Total gold production from Buffels was 293kg (9,425oz) in Q1, 2013 which rose by 2% compared to the
287kg (9,227oz) produced during Q4, 2012.

Although production was slightly higher quarter on quarter, Buffels remained under pressure, with mine
wide and shaft specific safety-related stoppages resulting in a loss of ten production days (translating into
approximately 50kg of gold) during the quarter. Actual gold yield also impacted negatively on production,
particularly at our high volume 7 Shaft where the impact of intense geological structures and limited mining
flexibility adversely affected volumes and grade.

Gold revenue increased by 7% to R129 million from R121 million in Q4, 2012.

Cash costs for Buffels increased by 9% quarter on quarter from R162 million in Q4 to R176 million in Q1,
2013. The increase in costs is largely attributable to the higher electricity charges associated with winter
tariffs (R7 million), pumping-related costs (R3 million), labour (R2 million) and other production-related
costs (R2 million). The higher costs combined with lower production had a predictably adverse effect on
unit cash costs, which rose to R601,376/kg. Buffels reported a cash operating loss of R48 million up from
the loss of R41 million during Q4, 2012.

The focus in the next quarter will continue to be on improving mining flexibility and face length creation
and ensuring optimal blending which should translate into better grades. A safety systems review and re-
design is also underway to address areas that are negatively resulting in safety related stoppages.

Blyvoor

In the first full production quarter at Blyvoor under Village ownership, gold production was 541kg
(17,393oz). This was lower than planned, mainly due to lower gold grades from both underground and
surface sources. A mine wide stoppage related to a pumping infrastructure upgrade towards the end of the
quarter also negatively impacted gold production. This has since been resolved.
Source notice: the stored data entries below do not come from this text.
use crate::error::PqrstError;
use crate::fiducial::{FiducialPoints, PeakSet};
use serde::{Deserialize, Serialize};
use std::fmt;

#[allow(clippy::upper_case_acronyms)]
#[derive(Debug, Clone, Copy, PartialEq, Eq, Hash, Serialize, Deserialize)]
pub enum Phase {
    PQ,
    QRS,
    ST,
}

impl Phase {
    pub const ORDER: [Phase; 3] = [Phase::PQ, Phase::QRS, Phase::ST];

    pub fn as_str(&self) -> &'static str {
        match self {
            Phase::PQ => "PQ",
            Phase::QRS => "QRS",
            Phase::ST => "ST",
        }
    }
}

impl fmt::Display for Phase {
    fn fmt(&self, f: &mut fmt::Formatter<'_>) -> fmt::Result {
        f.write_str(self.as_str())
    }
}

/// One segment of a cardiac cycle. Durations are not clamped and may be
/// negative when noisy input breaks the P < Q < S < T ordering.
#[derive(Debug, Clone, Copy, PartialEq, Serialize, Deserialize)]
pub struct IntervalRecord {
    /// Start time (seconds).
    pub entry: f64,
    /// Length (seconds).
    pub duration: f64,
    pub phase: Phase,
}

/// How the i-th P, Q, S and T are paired into a cycle.
#[derive(Debug, Clone, Copy, Default, PartialEq, Eq, Serialize, Deserialize)]
#[serde(rename_all = "kebab-case")]
pub enum Alignment {
    /// Pair by position in the compacted per-kind sequences. Asymmetric
    /// drops shift later cycles against each other.
    #[default]
    Positional,
    /// Pair peaks found for the same R-peak; incomplete cycles are dropped.
    PerCycle,
}

/// Present-peak times in seconds, one sequence per kind.
#[derive(Debug, Clone, Default, PartialEq, Serialize, Deserialize)]
pub struct PeakTimes {
    pub p: Vec<f64>,
    pub q: Vec<f64>,
    pub r: Vec<f64>,
    pub s: Vec<f64>,
    pub t: Vec<f64>,
}

impl PeakTimes {
    pub fn from_fiducials(points: &FiducialPoints, fs: f64) -> Self {
        Self {
            p: to_seconds(&points.p, fs),
            q: to_seconds(&points.q, fs),
            r: to_seconds(&points.r, fs),
            s: to_seconds(&points.s, fs),
            t: to_seconds(&points.t, fs),
        }
    }

    /// Number of cycles the positional builder will attempt.
    pub fn cycle_count(&self) -> usize {
        self.p
            .len()
            .min(self.q.len())
            .min(self.s.len())
            .min(self.t.len())
    }
}

fn to_seconds(indices: &[usize], fs: f64) -> Vec<f64> {
    indices.iter().map(|&i| i as f64 / fs).collect()
}

/// Records produced by the builder plus the cycles it had to skip.
#[derive(Debug, Default)]
pub struct IntervalBuild {
    pub records: Vec<IntervalRecord>,
    pub attempted: usize,
    pub skipped: Vec<PqrstError>,
}

impl IntervalBuild {
    pub fn built_cycles(&self) -> usize {
        self.records.len() / Phase::ORDER.len()
    }

    fn push_cycle(&mut self, cycle: usize, outcome: Result<[IntervalRecord; 3], PqrstError>) {
        self.attempted += 1;
        match outcome {
            Ok(records) => self.records.extend(records),
            Err(err) => {
                log::warn!("skipping cycle {cycle}: {err}");
                self.skipped.push(err);
            }
        }
    }
}

fn cycle_records(
    cycle: usize,
    p: Option<f64>,
    q: Option<f64>,
    s: Option<f64>,
    t: Option<f64>,
) -> Result<[IntervalRecord; 3], PqrstError> {
    let fail = |reason: String| PqrstError::CycleBuildFailure { cycle, reason };
    let (p, q, s, t) = match (p, q, s, t) {
        (Some(p), Some(q), Some(s), Some(t)) => (p, q, s, t),
        _ => return Err(fail("missing fiducial point".into())),
    };
    if let Some(bad) = [p, q, s, t].into_iter().find(|v| !v.is_finite()) {
        return Err(fail(format!("non-finite peak time {bad}")));
    }
    Ok([
        IntervalRecord {
            entry: p,
            duration: q - p,
            phase: Phase::PQ,
        },
        IntervalRecord {
            entry: q,
            duration: s - q,
            phase: Phase::QRS,
        },
        IntervalRecord {
            entry: s,
            duration: t - s,
            phase: Phase::ST,
        },
    ])
}

/// Pairs the i-th present P, Q, S and T for `i < min(|P|, |Q|, |S|, |T|)`.
pub fn build_intervals(times: &PeakTimes) -> IntervalBuild {
    let n = times.cycle_count();
    let mut build = IntervalBuild::default();
    for i in 0..n {
        let outcome = cycle_records(
            i,
            times.p.get(i).copied(),
            times.q.get(i).copied(),
            times.s.get(i).copied(),
            times.t.get(i).copied(),
        );
        build.push_cycle(i, outcome);
    }
    build
}

/// Builds records from complete per-R-peak sets only, so a missing P or T
/// never shifts the pairing of later cycles.
pub fn build_intervals_per_cycle(cycles: &[PeakSet], fs: f64) -> IntervalBuild {
    let time = |idx: Option<usize>| idx.map(|i| i as f64 / fs);
    let mut build = IntervalBuild::default();
    for (i, set) in cycles.iter().enumerate().filter(|(_, set)| set.is_complete()) {
        let outcome = cycle_records(i, time(set.p), time(set.q), time(set.s), time(set.t));
        build.push_cycle(i, outcome);
    }
    build
}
Higher than planned cash costs of R285 million resulted in Blyvoor reporting a cash operating loss of R46
million. Cash costs per kilogram increased by 6% to R527,623/kg compared to R498,017/kg achieved in
June 2012. This is largely attributed to higher electricity costs during winter and the proportionately lower
production performance over the quarter.

The operational underperformance at Blyvoor, which has been exacerbated by the illegal strike-related
productionlosses in October, has placed pressure on the cash available at Blyvoor. To date Village has
provided funding of R85 million to Blyvoor. Blyvoor management is close to finalising a revised business
plan and an operational optimisation process that will see Blyvoor return to profitability in the medium
term. It is anticipated that Village will continue to fund Blyvoor until it returns to profitability subject to an
acceptable turnaround plan which would be agreed to by all stakeholders.

Cons Murch Antimony

Antimony production quarter on quarter was 3% higher at 1,473 tons (1,436 tons in Q4, 2012), a by-
product from its core antimony process production. Gold production in the September quarter was higher
at 86kg (2,775oz) than the 83kg (2,668oz) produced in the June quarter.
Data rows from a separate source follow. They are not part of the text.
use crate::fiducial::{FiducialPoints, PeakKind};
use serde::{Deserialize, Serialize};

#[derive(Debug, Clone, Serialize, Deserialize)]
pub struct Axis {
    pub label: Option<String>,
}

#[derive(Debug, Clone, Serialize, Deserialize)]
pub struct Style {
    pub width: f32,
    pub color: Color,
}

#[derive(Debug, Copy, Clone, PartialEq, Eq, Serialize, Deserialize)]
pub struct Color(pub u32);

impl Color {
    pub fn rgb(&self) -> (u8, u8, u8) {
        (
            ((self.0 >> 16) & 0xFF) as u8,
            ((self.0 >> 8) & 0xFF) as u8,
            (self.0 & 0xFF) as u8,
        )
    }
}

#[derive(Debug, Clone, Serialize, Deserialize)]
pub struct LineSeries {
    pub name: String,
    pub points: Vec<[f64; 2]>,
    pub style: Style,
}

/// Isolated points drawn as dots, e.g. fiducial markers.
#[derive(Debug, Clone, Serialize, Deserialize)]
pub struct MarkerSeries {
    pub name: String,
    pub points: Vec<[f64; 2]>,
    pub style: Style,
}

#[derive(Debug, Clone, Serialize, Deserialize)]
pub enum Series {
    Line(LineSeries),
    Markers(MarkerSeries),
}

impl Series {
    pub fn points(&self) -> &[[f64; 2]] {
        match self {
            Series::Line(line) => &line.points,
            Series::Markers(markers) => &markers.points,
        }
    }
}

#[derive(Debug, Clone, Serialize, Deserialize)]
pub struct Figure {
    pub title: Option<String>,
    pub x: Axis,
    pub y: Axis,
    pub series: Vec<Series>,
}

impl Figure {
    pub fn new(title: impl Into<Option<String>>) -> Self {
        Self {
            title: title.into(),
            x: Axis { label: None },
            y: Axis { label: None },
            series: Vec::new(),
        }
    }

    pub fn add_series(&mut self, series: Series) {
        self.series.push(series);
    }

    /// `(x_min, x_max, y_min, y_max)` over every series, or `None` when empty.
    pub fn bounds(&self) -> Option<(f64, f64, f64, f64)> {
        let mut points = self.series.iter().flat_map(|s| s.points().iter());
        let first = points.next()?;
        let init = (first[0], first[0], first[1], first[1]);
        Some(points.fold(init, |(x0, x1, y0, y1), p| {
            (x0.min(p[0]), x1.max(p[0]), y0.min(p[1]), y1.max(p[1]))
        }))
    }
}

pub trait PlotBackend {
    fn draw(&mut self, fig: &Figure) -> anyhow::Result<()>;
}

pub fn decimate_points(points: &[[f64; 2]], max_points: usize) -> Vec<[f64; 2]> {
    if points.len() <= max_points {
        return points.to_vec();
    }
    let bucket_size = points.len() as f64 / max_points as f64;
    let mut result = Vec::with_capacity(max_points);
    for i in 0..max_points {
        let start = (i as f64 * bucket_size).floor() as usize;
        if start >= points.len() {
            break;
        }
        result.push(points[start]);
    }
    result
}

const MARKER_COLORS: [(PeakKind, u32); 5] = [
    (PeakKind::P, 0x2E86DE),
    (PeakKind::Q, 0x10AC84),
    (PeakKind::R, 0xEE5253),
    (PeakKind::S, 0xF368E0),
    (PeakKind::T, 0xFF9F43),
];

/// Waveform of the exported segment with one marker series per peak kind.
/// Markers beyond the exported segment are left out.
pub fn figure_from_export(
    title: &str,
    plot: &[f64],
    fs: f64,
    fiducials: &FiducialPoints,
    max_points: usize,
) -> Figure {
    let dt = 1.0 / fs.max(1.0);
    let points: Vec<[f64; 2]> = plot
        .iter()
        .enumerate()
        .map(|(i, value)| [i as f64 * dt, *value])
        .collect();
    let mut fig = Figure::new(Some(title.into()));
    fig.x.label = Some("time (s)".into());
    fig.y.label = Some("filtered amplitude".into());
    fig.add_series(Series::Line(LineSeries {
        name: "ECG".into(),
        points: decimate_points(&points, max_points),
        style: Style {
            width: 1.4,
            color: Color(0x222F3E),
        },
    }));
    for (kind, color) in MARKER_COLORS {
        let markers: Vec<[f64; 2]> = fiducials
            .sequence(kind)
            .iter()
            .filter(|&&idx| idx < plot.len())
            .map(|&idx| [idx as f64 * dt, plot[idx]])
            .collect();
        fig.add_series(Series::Markers(MarkerSeries {
            name: format!("{kind:?}"),
            points: markers,
            style: Style {
                width: 3.0,
                color: Color(color),
            },
        }));
    }
    fig
}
Antimony production continued to benefit from improved grade control and the implementation of
additional trackless machinery.

The cash cost per ton improved by 7% to R1,145/ton compared to R1,228/ton in the June quarter. This is
attributed to better cost control and improved production performance. Cash generated from operations
was R18 million during the quarter.
A significant milestone was reached at our Gravellote Project, with the first blast of the surface decline.
This project is now well on track and expected to start contributing to Cons Murch’s antimony production
during the current financial year.

Lesego Platinum

The Definitive Feasibility Study continues to progress in accordance with plan, with the mine design
process having been completed. A total of R9 million was spent on feasibility activities in Q1, 2013
compared to R15 million during the previous quarter.

These costs continue to be capitalised to the project.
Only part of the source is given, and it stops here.